The floaty ideas took firmer shape when he saw illustrator Gris Grimly’s version of the character and when he enlisted stop-motion veteran Mark Gustafson (“The Fantastic Mr. Fox”) to co-direct. By the second incarnation of the screenplay, del Toro had introduced a dialogue between Pinocchio and Death, something he felt tied the film to the trials of another young protagonist.

“I thought we needed something that was a threshold for Pinocchio — something that made him a real boy not physically but spiritually,” he said. “The main character in ‘Pan’s Labyrinth’ had tests that were not physical tests, but they changed her and measured her soul.”

Making the Netflix film, del Toro felt at ease with the language of stop-motion, but unfamiliar with scheduling a movie the size of “Pinocchio.” Gustafson set up a facility in Portland, Oregon, with the animation company ShadowMachine.
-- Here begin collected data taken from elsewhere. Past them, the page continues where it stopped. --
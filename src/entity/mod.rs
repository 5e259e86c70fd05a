//! SeaORM 实体定义
//!
//! 这些实体用于数据库操作，与 models 模块中的业务实体分离。
//! Storage 层使用这些实体进行 CRUD 操作，然后转换为 models 中的业务实体。
//! 所有时间列均为毫秒时间戳。

pub mod prelude;

pub mod chat_history;
pub mod messages;
pub mod projects;
pub mod users;

use chrono::{DateTime, Utc};

pub(crate) fn from_millis(ts: i64) -> DateTime<Utc> {
    DateTime::<Utc>::from_timestamp_millis(ts).unwrap_or_default()
}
And then COVID hit.

“The movie came to a stop for a moment, and then it exploded,” Gustafson said. “It went out into these artists’ homes all over the city — people kept working at home using their own tools, sculpting and painting and prop building.” Eventually, they got back onto the set under stringent pandemic regulations, finishing after del Toro said was more than 960 days of shooting.

“So many puppets,” Gustafson said. “So many sets.”

They worked to maintain the film’s tone — to sustain what del Toro called “the religious aspects, the life-and-death discussions, the father-and-son story, the anti-fascist elements.” They also told the animators to not just move the puppets, but to throw in little moments, tiny glances and reactions along the way.

“We wanted to watch characters process information and not just use broad gestures to sell an idea,” Gustafson said.

Del Toro added, “We kept saying, ‘We don’t want motion, we want emotion.’ Anybody can make the puppet go from here to there, but we want to know what the puppet is thinking.”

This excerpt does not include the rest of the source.